Lizenzen. Der Untergang des Abendlandes, wie ich behaupte, denn Lizenzen versauen uns das mit dem freien Wissen und der freien Bildung. Ja, auch mein Blog steht unter einer Lizenz, unter einer freien Lizenz. Diese Lizenz erlaubt es, dass jeder meine Blogeinträge verändert oder auch unverändert wiederverwerten darf. Was er aber nicht darf, ist meinen Namen weglassen. Das ärgert mich ein wenig, denn am liebsten möchte ich auch Dinge erschaffen, die niemanden gehören. Nicht mal mir. Dinge können zwar nach ein paar Jahren in die Public Domain fallen, aber trotzdem wird dabei noch ein Urheber genannt. Ich kann mich gar nicht dagegen wehren, denn unsere Rechtsauffassung verlangt einen Urheber. Er ist quasi die Autorität, aufgrund derer ein Text, ein Lied oder ein Film existiert. Ein Text kann sich nicht aus sich selbst heraus erschaffen und darf nicht herrenlos herumschwirren. Es muss jemand verantwortlich sein.
Das finde ich sehr schade, denn leider wird ein Werk auch immer wieder am Urheber gemessen. Ich möchte aber ein Werk unabhängig davon betrachten können, einfach nur den Inhalt rezipieren und es ist mir oft egal, wer etwas erschaffen hat.
Ich stelle also die Frage, wie man um die oben genannte Verantwortlichkeit herumkommt. Brauchen wir Urheber (damit meine ich die Nennung!)? Was ist mit Werken, die in Land A erlaubt sind, aber in Land B nicht? Brauchen wir eine verantwortliche Instanz? All diese Frage will ich mir in den nächsten Tagen durch den Kopf gehen lassen und dazu das eine oder andere sagen, in der Hoffnung, dass einige mitdiskutieren ihre Ideen und Gedanken teilen. Am einfachsten geht das in den Kommentaren und als Pingback.
Brainstorming: Braucht es wirklich einen Urheber? Man stelle sich vor, jemand mietet eine weiße Plakatfläche und hängt einen Edding daneben. Dann wir der Kreativität freien Lauf gelassen. Digital dazu könnte man ein Etherpad erstellen oder ein Wiki aufsetzen, in dem jeder anonym beiträgt. Kann man den Text veröffentlichen, z.B. als Leserbrief, den man ebenfalls anonym sendet? Kann dadurch nicht nicht den/die Urheber verschwinden lassen?

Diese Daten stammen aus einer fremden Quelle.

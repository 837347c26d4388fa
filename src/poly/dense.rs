use std::{
    borrow::Cow,
    fmt,
    ops::{Add, Mul, Neg, Sub},
    str::FromStr,
};

use tracing::trace;

use crate::{
    error::{PolynomialError, Representation},
    parser::{self, ExponentDomain},
    printer,
    Coefficient, Exponent,
};

use super::Operand;

/// A dense univariate polynomial with integer coefficients.
///
/// The coefficient of `x^i` is stored at index `i`. The vector is never empty and
/// its last entry is non-zero, except for the zero polynomial, which is stored as
/// `[0]`. Negative exponents cannot be represented.
///
/// Coefficient arithmetic wraps around on `i64` overflow.
#[derive(Clone, PartialEq, Eq, Hash, Debug)]
#[cfg_attr(
    feature = "serde",
    derive(serde::Serialize, serde::Deserialize),
    serde(try_from = "String", into = "String")
)]
pub struct DensePolynomial {
    coefficients: Vec<Coefficient>,
}

impl DensePolynomial {
    /// Constructs the zero polynomial.
    #[inline]
    pub fn zero() -> Self {
        Self {
            coefficients: vec![0],
        }
    }

    /// Construct a polynomial from its coefficients, where `coefficients[i]`
    /// belongs to `x^i`. Trailing zeros are removed.
    pub fn from_coefficients(mut coefficients: Vec<Coefficient>) -> Self {
        let d = coefficients
            .iter()
            .rev()
            .position(|c| *c != 0)
            .unwrap_or(coefficients.len());
        coefficients.truncate(coefficients.len() - d);

        if coefficients.is_empty() {
            return Self::zero();
        }

        Self { coefficients }
    }

    /// Parse a canonical string, for example `5x^7 + 4x^3 + -2x + 8`.
    ///
    /// The string may not contain negative exponents.
    pub fn parse(input: &str) -> Result<Self, PolynomialError> {
        let terms = parser::parse_terms(input, ExponentDomain::NonNegative)?;

        // terms are in descending order, so the first one carries the degree
        let Some(leading) = terms.first() else {
            return Ok(Self::zero());
        };

        let mut coefficients = zeroed(leading.exponent)?;
        for t in &terms {
            coefficients[t.exponent as usize] = t.coefficient;
        }

        Ok(Self { coefficients })
    }

    /// Returns true if `input` is a canonical string without negative exponents.
    pub fn well_formed(input: &str) -> bool {
        parser::well_formed(input, ExponentDomain::NonNegative)
    }

    #[inline]
    pub fn representation(&self) -> Representation {
        Representation::Dense
    }

    /// The coefficients, where index `i` holds the coefficient of `x^i`.
    #[inline]
    pub fn coefficients(&self) -> &[Coefficient] {
        &self.coefficients
    }

    #[inline]
    pub fn degree(&self) -> Exponent {
        (self.coefficients.len() - 1) as Exponent
    }

    /// Get the coefficient of `x^exponent`. Exponents beyond the degree have
    /// coefficient `0`; negative exponents are an error.
    pub fn coefficient(&self, exponent: Exponent) -> Result<Coefficient, PolynomialError> {
        if exponent < 0 {
            return Err(PolynomialError::NegativeExponentQuery(exponent));
        }

        Ok(self.get(exponent as usize))
    }

    #[inline]
    pub fn is_zero(&self) -> bool {
        self.coefficients.iter().all(|c| *c == 0)
    }

    /// Compute `self + other`. Fails if `other` is sparse and has a negative exponent.
    pub fn add<'a>(&self, other: impl Into<Operand<'a>>) -> Result<Self, PolynomialError> {
        let other = Self::resolve(other.into())?;
        Ok(self.zip_with(&other, Coefficient::wrapping_add))
    }

    /// Compute `self - other`. Fails if `other` is sparse and has a negative exponent.
    pub fn subtract<'a>(&self, other: impl Into<Operand<'a>>) -> Result<Self, PolynomialError> {
        let other = Self::resolve(other.into())?;
        Ok(self.zip_with(&other, Coefficient::wrapping_sub))
    }

    /// Compute `self * other`. Fails if `other` is sparse and has a negative exponent.
    pub fn multiply<'a>(&self, other: impl Into<Operand<'a>>) -> Result<Self, PolynomialError> {
        let other = Self::resolve(other.into())?;
        Ok(self.convolve(&other))
    }

    /// Compute `-self` into a freshly allocated polynomial.
    pub fn negate(&self) -> Self {
        Self {
            coefficients: self.coefficients.iter().map(|c| c.wrapping_neg()).collect(),
        }
    }

    /// Compare two dense polynomials. Comparing with a sparse polynomial is an error.
    pub fn try_eq<'a>(&self, other: impl Into<Operand<'a>>) -> Result<bool, PolynomialError> {
        match other.into() {
            Operand::Dense(d) => Ok(self == d),
            Operand::Sparse(_) => Err(PolynomialError::RepresentationMismatch {
                receiver: Representation::Dense,
                operand: Representation::Sparse,
            }),
        }
    }

    pub fn to_canonical_string(&self) -> String {
        self.to_string()
    }

    fn resolve(other: Operand<'_>) -> Result<Cow<'_, DensePolynomial>, PolynomialError> {
        match other {
            Operand::Dense(d) => Ok(Cow::Borrowed(d)),
            Operand::Sparse(s) => Ok(Cow::Owned(DensePolynomial::try_from(s)?)),
        }
    }

    #[inline]
    fn get(&self, exponent: usize) -> Coefficient {
        self.coefficients.get(exponent).copied().unwrap_or(0)
    }

    /// Combine both operands entry by entry after padding them to the same length.
    fn zip_with(&self, other: &Self, op: impl Fn(Coefficient, Coefficient) -> Coefficient) -> Self {
        let len = self.coefficients.len().max(other.coefficients.len());
        let coefficients = (0..len).map(|i| op(self.get(i), other.get(i))).collect();
        Self::from_coefficients(coefficients)
    }

    fn convolve(&self, rhs: &Self) -> Self {
        if self.is_zero() || rhs.is_zero() {
            return Self::zero();
        }

        let n = self.coefficients.len();
        let m = rhs.coefficients.len();
        trace!("Dense multiplication of {} by {} coefficients", n, m);

        let mut res: Vec<Coefficient> = vec![0; n + m - 1];
        for (e1, c1) in self.coefficients.iter().enumerate() {
            if *c1 == 0 {
                continue;
            }

            for (e2, c2) in rhs.coefficients.iter().enumerate() {
                res[e1 + e2] = res[e1 + e2].wrapping_add(c1.wrapping_mul(*c2));
            }
        }

        Self::from_coefficients(res)
    }
}

/// Allocate a zeroed coefficient vector for a polynomial of the given degree.
pub(super) fn zeroed(degree: Exponent) -> Result<Vec<Coefficient>, PolynomialError> {
    let len = usize::try_from(degree)
        .ok()
        .and_then(|d| d.checked_add(1))
        .ok_or(PolynomialError::DegreeTooLarge(degree))?;

    let mut coefficients = Vec::new();
    coefficients
        .try_reserve_exact(len)
        .map_err(|_| PolynomialError::DegreeTooLarge(degree))?;
    coefficients.resize(len, 0);
    Ok(coefficients)
}

impl fmt::Display for DensePolynomial {
    fn fmt(&self, f: &mut fmt::Formatter) -> fmt::Result {
        printer::write_canonical(
            f,
            self.coefficients
                .iter()
                .enumerate()
                .rev()
                .map(|(e, c)| (e as Exponent, *c)),
        )
    }
}

impl FromStr for DensePolynomial {
    type Err = PolynomialError;

    fn from_str(s: &str) -> Result<Self, Self::Err> {
        Self::parse(s)
    }
}

impl TryFrom<&str> for DensePolynomial {
    type Error = PolynomialError;

    fn try_from(s: &str) -> Result<Self, Self::Error> {
        Self::parse(s)
    }
}

impl TryFrom<String> for DensePolynomial {
    type Error = PolynomialError;

    fn try_from(s: String) -> Result<Self, Self::Error> {
        Self::parse(&s)
    }
}

impl From<DensePolynomial> for String {
    fn from(p: DensePolynomial) -> Self {
        p.to_string()
    }
}

impl Default for DensePolynomial {
    fn default() -> Self {
        Self::zero()
    }
}

impl<'a, 'b> Add<&'a DensePolynomial> for &'b DensePolynomial {
    type Output = DensePolynomial;

    fn add(self, other: &'a DensePolynomial) -> Self::Output {
        self.zip_with(other, Coefficient::wrapping_add)
    }
}

impl<'a, 'b> Sub<&'a DensePolynomial> for &'b DensePolynomial {
    type Output = DensePolynomial;

    fn sub(self, other: &'a DensePolynomial) -> Self::Output {
        self.zip_with(other, Coefficient::wrapping_sub)
    }
}

impl<'a, 'b> Mul<&'a DensePolynomial> for &'b DensePolynomial {
    type Output = DensePolynomial;

    #[inline]
    fn mul(self, rhs: &'a DensePolynomial) -> Self::Output {
        self.convolve(rhs)
    }
}

impl Neg for &DensePolynomial {
    type Output = DensePolynomial;

    fn neg(self) -> Self::Output {
        self.negate()
    }
}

@Locke: Du gehst davon aus, die Rechtslage durch einen Hack zu umgehen. Oftmals ist es aber schon Realität, dass ein Text z.B. im Etherpad nicht auf einen Urheber zurückführbar ist, die rechtliche Notwendigkeit, einen Urheber zu benennen, besteht aber trotzdem.
Ich finde es sinnvoller, direkt am Urheberrecht anzusetzen und die Möglichkeit geben, seine Urheberschaft aufzugeben bzw. gar nicht erst zu beanspruchen. Es ist ein grundsätzliches Problem z.B. bei der Verwertung sehr alter Werke, die Rechte aller Beteiligten für eine Weiterverwendung etwa eines alten Films einzuholen, weil diese schlichtweg nicht mehr erreichbar sind. Anstatt grundsätzlich von einem Urheberrecht auszugehen, ist es z.B. eine gangbare Möglichkeit, nach einem bestimmten Zeitraum nach Erschaffung (z.B. 5 Jahre) vom Urheber zu verlangen, seinen Rechtsanspruch zu erneuern. Die wenigsten Urheber verdienen 5 Jahre nach Erscheinen noch an einem Werk und wenn dem doch der Fall ist, wäre es kein Problem, in einem möglichst unbürokratischen Verfahren diesen Urheberschaftsanspruch zu erneuern.
Es gibt da irgendwo eine sogenannte “WTFPL” (do What The Fuck you want to Public License), die nicht verlangt, den Urheber eines Werkes zu nennen. Reicht dir das für deinen Blog?